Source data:
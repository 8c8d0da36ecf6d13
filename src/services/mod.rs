pub mod auth;
pub mod calendar;
pub mod chat;
pub mod dashboard;
pub mod events;
pub mod materials;
pub mod notifications;
pub mod shell;
pub mod students;
pub mod websocket;

pub use auth::{AuthService, RolePolicy, SessionEvent, SessionManager};
pub use calendar::CalendarService;
pub use chat::ChatService;
pub use dashboard::DashboardService;
pub use events::EventService;
pub use materials::MaterialService;
pub use notifications::{NotificationBus, ShellRegistry, UnreadIndicator};
pub use shell::ShellService;
pub use students::StudentService;

use actix_web::{HttpRequest, web};

use crate::baas::Backend;
use crate::middlewares::RequireSession;

/// 从 app_data 中取出共享状态
pub(crate) fn shared<T: Clone + 'static>(request: &HttpRequest, name: &str) -> T {
    request
        .app_data::<web::Data<T>>()
        .unwrap_or_else(|| panic!("{name} not found in app data"))
        .get_ref()
        .clone()
}

/// 各资源服务共用的后端获取逻辑，已登录的请求以调用者身份访问
pub(crate) fn resolve_backend(preset: &Option<Backend>, request: &HttpRequest) -> Backend {
    let backend = match preset {
        Some(backend) => backend.clone(),
        None => shared::<Backend>(request, "Backend"),
    };
    match RequireSession::extract_token(request) {
        Some(token) => backend.with_bearer(&token),
        None => backend,
    }
}
pub mod requests;
pub mod responses;

pub use requests::{NavigateRequest, OpenShellRequest};
pub use responses::{NavItem, OpenShellResponse, ShellState};
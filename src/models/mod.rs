pub mod auth;
pub mod chat;
pub mod common;
pub mod dashboard;
pub mod events;
pub mod materials;
pub mod shell;
pub mod students;
pub mod users;

pub use common::{ApiResponse, ErrorCode};

// 程序启动时间
#[derive(Debug, Clone)]
pub struct AppStartTime {
    pub start_datetime: chrono::DateTime<chrono::Utc>,
}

Instructions to follow:
Go through the records and print each one exactly.

Answer space:
repository 8c8d0da36ecf6d13
filename src/services/mod.rs
pub mod auth;
pub mod calendar;
pub mod chat;
pub mod dashboard;
pub mod events;
pub mod materials;
pub mod notifications;
pub mod shell;
pub mod students;
pub mod websocket;

pub use auth::{AuthService, RolePolicy, SessionEvent, SessionManager};
pub use calendar::CalendarService;
pub use chat::ChatService;
pub use dashboard::DashboardService;
pub use events::EventService;
pub use materials::MaterialService;
pub use notifications::{NotificationBus, ShellRegistry, UnreadIndicator};
pub use shell::ShellService;
pub use students::StudentService;

use actix_web::{HttpRequest, web};

use crate::baas::Backend;
use crate::middlewares::RequireSession;

/// 从 app_data 中取出共享状态
pub(crate) fn shared<T: Clone + 'static>(request: &HttpRequest, name: &str) -> T {
    request
        .app_data::<web::Data<T>>()
        .unwrap_or_else(|| panic!("{name} not found in app data"))
        .get_ref()
        .clone()
}

/// 各资源服务共用的后端获取逻辑，已登录的请求以调用者身份访问
pub(crate) fn resolve_backend(preset: &Option<Backend>, request: &HttpRequest) -> Backend {
    let backend = match preset {
        Some(backend) => backend.clone(),
        None => shared::<Backend>(request, "Backend"),
    };
    match RequireSession::extract_token(request) {
        Some(token) => backend.with_bearer(&token),
        None => backend,
    }
}
pub mod requests;
pub mod responses;

pub use requests::{NavigateRequest, OpenShellRequest};
pub use responses::{NavItem, OpenShellResponse, ShellState};
filename src/models/mod.rs
pub mod auth;
pub mod chat;
pub mod common;
pub mod dashboard;
pub mod events;
pub mod materials;
pub mod shell;
pub mod students;
pub mod users;

pub use common::{ApiResponse, ErrorCode};

// 程序启动时间
#[derive(Debug, Clone)]
pub struct AppStartTime {
    pub start_datetime: chrono::DateTime<chrono::Utc>,
}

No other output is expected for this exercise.